Le maire LREM de la Roque d’Anthéron, Jean-Pierre Serrus, est l’un des rares élus métropolitains à enjoindre ses collègues à suivre les préconisations de la chambre sur la baisse du reversement des ressources de la métropole : « Les communes doivent faire des efforts pour développer les projets métropolitains. Je suis prêt à montrer l’exemple », assure-t-il. Il fait ici allusion aux fameuses attributions de compensations qui pèsent si lourd sur le budget métropolitain comme le fait remarquer la chambre : « Il s’agit là d’un enjeu majeur pour la métropole qui, si elle persistait à redistribuer l’essentiel de la fiscalité levée sur son territoire, ne saurait être en capacité de financer et donner corps aux projets ambitieux de développement et de mise en valeur du territoire qu’elle s’est assignée », prévient le rapport.
« Il est temps que la Métropole fournisse une réponse à un Marseillais qui souhaite aller travailler à Rousset »
Olivia Fortin
Profitant de l’étude de ce rapport en conseil, l’adjointe à la maire écologiste de Marseille, Olivia Fortin, interpelle la présidente sur la relation de la Métropole avec la ville centre : « Il est temps que la Métropole fournisse une réponse à un Marseillais qui souhaite aller travailler à Rousset par exemple. Ce rapport pose la question du sens de notre action. »

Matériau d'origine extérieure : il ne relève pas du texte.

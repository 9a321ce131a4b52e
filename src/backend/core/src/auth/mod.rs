//! Session lifecycle: login, refresh, logout, email verification.
//!
//! Issues the token pair the middleware later verifies. Refresh tokens are
//! persisted so logout can revoke them; access tokens are stateless and
//! revoked through the blacklist instead.

use std::str::FromStr;
use std::sync::Arc;
use std::time::Duration;

use argon2::{Argon2, PasswordHash, PasswordVerifier};
use chrono::Utc;
use metrics::counter;
use tracing::{debug, info};

use crate::db::{Database, UserRow};
use crate::error::{ErrorCode, GateError};
use crate::store::{KeyValueStore, TokenBlacklist};
use crate::token::{Role, TokenCodec};

const VERIFY_PREFIX: &str = "verify:";

/// The pair issued at login.
#[derive(Debug, Clone, serde::Serialize)]
pub struct TokenPair {
    pub access_token: String,
    pub refresh_token: String,
}

/// Session lifecycle operations.
#[derive(Clone)]
pub struct AuthSessions {
    db: Database,
    codec: TokenCodec,
    blacklist: TokenBlacklist,
    store: Arc<dyn KeyValueStore>,
}

impl AuthSessions {
    pub fn new(
        db: Database,
        codec: TokenCodec,
        blacklist: TokenBlacklist,
        store: Arc<dyn KeyValueStore>,
    ) -> Self {
        Self {
            db,
            codec,
            blacklist,
            store,
        }
    }

    /// Verify credentials and issue a token pair. The refresh token is
    /// persisted so it can be revoked at logout.
    pub async fn login(&self, email: &str, password: &str) -> Result<TokenPair, GateError> {
        let user = self
            .db
            .find_user_by_email(email)
            .await?
            .filter(|u| !u.is_deleted)
            .ok_or_else(GateError::invalid_credentials)?;

        verify_password(&user, password)?;

        if !user.is_verified {
            return Err(GateError::new(
                ErrorCode::EmailNotVerified,
                "Please verify your email before logging in.",
            ));
        }

        let role = Role::from_str(&user.role)?;
        let access_token = self.codec.sign_access(user.id, role)?;
        let refresh_token = self.codec.sign_refresh(user.id)?;

        let expires_at =
            Utc::now() + chrono::Duration::seconds(self.codec.refresh_ttl_secs() as i64);
        self.db
            .insert_refresh_token(&refresh_token, user.id, expires_at)
            .await?;

        counter!("auth_logins_total").increment(1);
        info!(user_id = user.id, "user logged in");

        Ok(TokenPair {
            access_token,
            refresh_token,
        })
    }

    /// Exchange a valid, persisted refresh token for a new access token.
    pub async fn refresh(&self, refresh_token: &str) -> Result<String, GateError> {
        // The row check comes first: a token that was never issued (or was
        // revoked by logout) is rejected even if its signature verifies.
        let row = self
            .db
            .find_refresh_token(refresh_token)
            .await?
            .ok_or_else(|| {
                GateError::unauthenticated("Invalid refresh token.")
            })?;

        if row.expires_at < Utc::now() {
            self.db.delete_refresh_token(refresh_token).await?;
            return Err(GateError::unauthenticated("Invalid refresh token."));
        }

        let claims = self.codec.verify_refresh(refresh_token).map_err(|e| {
            debug!(error = %e, "refresh token failed verification");
            GateError::unauthenticated("Invalid refresh token.")
        })?;

        let user = self
            .db
            .find_user_by_id(claims.sub)
            .await?
            .filter(|u| !u.is_deleted)
            .ok_or_else(|| GateError::unauthenticated("Invalid refresh token."))?;

        let role = Role::from_str(&user.role)?;
        let access_token = self.codec.sign_access(user.id, role)?;

        counter!("auth_refreshes_total").increment(1);
        Ok(access_token)
    }

    /// Revoke a session: blacklist the access token for the remainder of
    /// its lifetime and delete the refresh token row.
    pub async fn logout(&self, access_token: &str, refresh_token: &str) -> Result<(), GateError> {
        let row = self
            .db
            .find_refresh_token(refresh_token)
            .await?
            .ok_or_else(|| GateError::unauthenticated("Invalid refresh token."))?;

        self.blacklist.revoke(access_token).await?;
        self.db.delete_refresh_token(refresh_token).await?;

        counter!("auth_logouts_total").increment(1);
        info!(user_id = row.user_id, "user logged out");
        Ok(())
    }

    /// Consume an email verification token and mark the user verified.
    pub async fn verify_email(&self, token: &str) -> Result<(), GateError> {
        let key = format!("{VERIFY_PREFIX}{token}");
        let user_id = self
            .store
            .get(&key)
            .await?
            .and_then(|v| v.parse::<i64>().ok())
            .ok_or_else(|| {
                GateError::new(ErrorCode::TokenInvalid, "Invalid or expired token.")
            })?;

        self.db.mark_user_verified(user_id).await?;
        self.store.delete(&key).await?;

        info!(user_id, "email verified");
        Ok(())
    }

    /// Stage a verification token for a user (issued out-of-band by the
    /// mailer; stored here so `verify_email` can consume it).
    pub async fn stage_verification_token(
        &self,
        token: &str,
        user_id: i64,
        ttl: Duration,
    ) -> Result<(), GateError> {
        let key = format!("{VERIFY_PREFIX}{token}");
        self.store.set_ex(&key, &user_id.to_string(), ttl).await
    }
}

fn verify_password(user: &UserRow, password: &str) -> Result<(), GateError> {
    let parsed = PasswordHash::new(&user.password_hash)
        .map_err(|e| GateError::internal(format!("corrupt password hash: {e}")))?;

    Argon2::default()
        .verify_password(password.as_bytes(), &parsed)
        .map_err(|_| GateError::invalid_credentials())
}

La Métropole dans le mur de la dette
Le rapport de la chambre montre que la dette de la Métropole n’a cessé de se creuser ces dernières années passant de 2,28 milliards d’euros en 2016 à 2,79 milliards d’euros à fin 2018. Au vu de sa faible capacité d’autofinancement, la capacité de désendettement est de très loin inférieure à celle des autres métropoles. Elle est de 8 ans contre 7 ans à Toulouse, 4 ans à Lyon ou encore 2 ans à Bordeaux.
Elle affiche également un taux d’endettement très élevé au regard de ses recettes réelles de fonctionnement : 210 % contre 147 % à Nice, 126 % à Toulouse, 103 % à Nantes et Lille, 74 % à Lyon et 47 % à Bordeaux. Dans une précédente note, l’agence de notation Fitch estimait que « la dette (budget principal, budgets annexes et dette de RTM) d’AMP devrait croître de 2,7 milliards d’euros en 2017 à près de 3,6 milliards d’euros en 2021. La détérioration de la capacité de désendettement est attendue, passant de 8,6 ans à fin 2017 à près de 15 ans en 2021 ».